Posso usar o protetor solar da estação passada?

Após a data de validade, o produto já não cumpre sua função

Por Amanda Ventorin Atualizado em 5 abr 2022, 16h39 - Publicado em 6 abr 2022, 10h00

Quem nunca encontrou um protetor que sequer se lembrava que tinha na hora de organizar os cosméticos para a viagem para praia? A sua aparência está em perfeito estado, mas quando você vai conferir a data de validade, descobre que já expirou, o que pode gerar uma dúvida sobre descartá-lo ou não, afinal ele ainda parece viável. Você joga fora ou acredita que seus componentes ainda são capazes de promover a proteção contra o sol?

QUANTO TEMPO DURA UM PROTETOR?

As datas de validade que pode variar entre 12 meses até dois anos. “Se o filtro solar é manipulado em farmácia, a duração geralmente é de 2 a 3 meses. Filtros solares encontrados prontos tem uma duração maior, por isso é importante observar na embalagem a data de validade” conta a dermatologista especialista pela Sociedade Brasileira de Dermatologia (SBD) Carolina Milanez.

Além disso, depois de aberto, a data de validade de embalagem não é mais a que deve ser considerada, mas sim o símbolo que orienta a validade após aberto, que corresponde a um pote com um número dentro (abaixo). correspondente aos meses.

Blog da Bel: Validade dos cosméticos

Ou seja, mesmo dentro da validade de fabricação, após aberto, ele só é valido após os meses indicados nesse símbolo. Por isso, uma dica importante é, após aberto, colocar uma etiqueta com a data que o produto começou a ser utilizado.

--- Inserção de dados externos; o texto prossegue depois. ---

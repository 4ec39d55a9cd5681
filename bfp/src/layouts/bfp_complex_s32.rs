use std::fmt;

use crate::{
    alloc_aligned, cast_mut,
    layouts::{ComplexS32, DataMut, DataRef, Exponent, Headroom},
    reference::{complex_s32_headroom, vect_complex_s32_headroom},
};

/// Complex 32-bit BFP vector with interleaved `(re, im)` storage.
#[derive(PartialEq, Eq, Clone, Hash)]
pub struct BfpComplexS32<D> {
    data: D,
    exp: Exponent,
    hr: Headroom,
}

pub type BfpComplexS32Owned = BfpComplexS32<Vec<ComplexS32>>;
pub type BfpComplexS32Ref<'a> = BfpComplexS32<&'a [ComplexS32]>;
pub type BfpComplexS32Mut<'a> = BfpComplexS32<&'a mut [ComplexS32]>;

impl<D: DataRef<ComplexS32>> BfpComplexS32<D> {
    /// Binds `data` with exponent `exp`; the headroom is computed when
    /// `calc_hr` is set and left at 0 otherwise.
    pub fn init(data: D, exp: Exponent, calc_hr: bool) -> Self {
        let hr: Headroom = if calc_hr { vect_complex_s32_headroom(data.as_ref()) } else { 0 };
        Self { data, exp, hr }
    }

    #[inline]
    pub fn len(&self) -> usize {
        self.data.as_ref().len()
    }

    #[inline]
    pub fn is_empty(&self) -> bool {
        self.len() == 0
    }

    #[inline]
    pub fn exp(&self) -> Exponent {
        self.exp
    }

    #[inline]
    pub fn hr(&self) -> Headroom {
        self.hr
    }

    #[inline]
    pub fn data(&self) -> &[ComplexS32] {
        self.data.as_ref()
    }

    pub fn to_ref(&self) -> BfpComplexS32<&[ComplexS32]> {
        BfpComplexS32 {
            data: self.data.as_ref(),
            exp: self.exp,
            hr: self.hr,
        }
    }

    pub fn into_data(self) -> D {
        self.data
    }
}

impl<'a> BfpComplexS32<&'a mut [ComplexS32]> {
    /// Binds an interleaved `[re0, im0, re1, im1, ...]` buffer.
    ///
    /// # Panics
    /// If `raw` has odd length or is not aligned to a double word.
    pub fn from_interleaved(raw: &'a mut [i32], exp: Exponent, calc_hr: bool) -> Self {
        assert!(
            raw.len().is_multiple_of(2),
            "from_interleaved: odd buffer length {}",
            raw.len()
        );
        Self::init(cast_mut::<i32, ComplexS32>(raw), exp, calc_hr)
    }
}

impl<D: DataMut<ComplexS32>> BfpComplexS32<D> {
    #[inline]
    pub fn data_mut(&mut self) -> &mut [ComplexS32] {
        self.data.as_mut()
    }

    #[inline]
    pub fn set_exp(&mut self, exp: Exponent) {
        self.exp = exp
    }

    #[inline]
    pub fn set_hr(&mut self, hr: Headroom) {
        self.hr = hr
    }

    pub fn update_hr(&mut self) -> Headroom {
        self.hr = vect_complex_s32_headroom(self.data.as_ref());
        self.hr
    }

    /// Sets every element to `value` with exponent `exp`.
    pub fn set(&mut self, value: ComplexS32, exp: Exponent) {
        self.data.as_mut().fill(value);
        self.exp = exp;
        self.hr = complex_s32_headroom(value);
    }
}

impl BfpComplexS32<Vec<ComplexS32>> {
    pub fn alloc(len: usize, exp: Exponent) -> Self {
        Self::from_vec(alloc_aligned::<ComplexS32>(len), exp)
    }

    pub(crate) fn from_vec(data: Vec<ComplexS32>, exp: Exponent) -> Self {
        let hr: Headroom = vect_complex_s32_headroom(&data);
        Self { data, exp, hr }
    }
}

impl<D: DataRef<ComplexS32>> fmt::Display for BfpComplexS32<D> {
    fn fmt(&self, f: &mut fmt::Formatter<'_>) -> fmt::Result {
        writeln!(f, "BfpComplexS32(len={}, exp={}, hr={}):", self.len(), self.exp, self.hr)?;
        write!(f, "[")?;
        for (i, x) in self.data().iter().enumerate() {
            if i > 0 {
                write!(f, ", ")?;
            }
            write!(f, "{x}")?;
        }
        write!(f, "]")
    }
}

impl<D: DataRef<ComplexS32>> fmt::Debug for BfpComplexS32<D> {
    fn fmt(&self, f: &mut fmt::Formatter<'_>) -> fmt::Result {
        write!(f, "{self}")
    }
}

#[cfg(test)]
mod tests {
    use crate::{
        alloc_aligned,
        layouts::{BfpComplexS32, BfpComplexS32Owned, ComplexS32},
    };

    #[test]
    fn from_interleaved_reads_pairs() {
        let mut raw: Vec<i32> = alloc_aligned(6);
        raw.copy_from_slice(&[1, -2, 0x100, 0, -0x10000, 5]);
        let a = BfpComplexS32::from_interleaved(&mut raw, -7, true);
        assert_eq!(a.len(), 3);
        assert_eq!(a.data()[2], ComplexS32::new(-0x10000, 5));
        assert_eq!(a.hr(), 15);
    }

    #[test]
    #[should_panic]
    fn from_interleaved_rejects_misaligned() {
        let mut raw: Vec<i32> = alloc_aligned(8);
        let _ = BfpComplexS32::from_interleaved(&mut raw[1..7], 0, false);
    }

    #[test]
    fn set_updates_headroom() {
        let mut a: BfpComplexS32Owned = BfpComplexS32Owned::alloc(4, 0);
        assert_eq!(a.hr(), 31);
        a.set(ComplexS32::new(1, 0x4000_0000), 3);
        assert_eq!(a.hr(), 0);
    }
}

PODE USAR PROTETOR SOLAR VENCIDO

A dermatologista Ana Carolina Sumam explica que não se deve usar o protetor solar vencido, independente de sua aparência. “Além da pele do paciente não ficar protegida contra os efeitos nocivos da radiação solar (o envelhecimento precoce, surgimento de manchas e o câncer de pele), um protetor com a validade expirada passo por alterações das substâncias químicas. Com isso, o paciente pode vir a ter reações alérgicas, dermatite de contato, manchas entre outros efeitos colaterais”.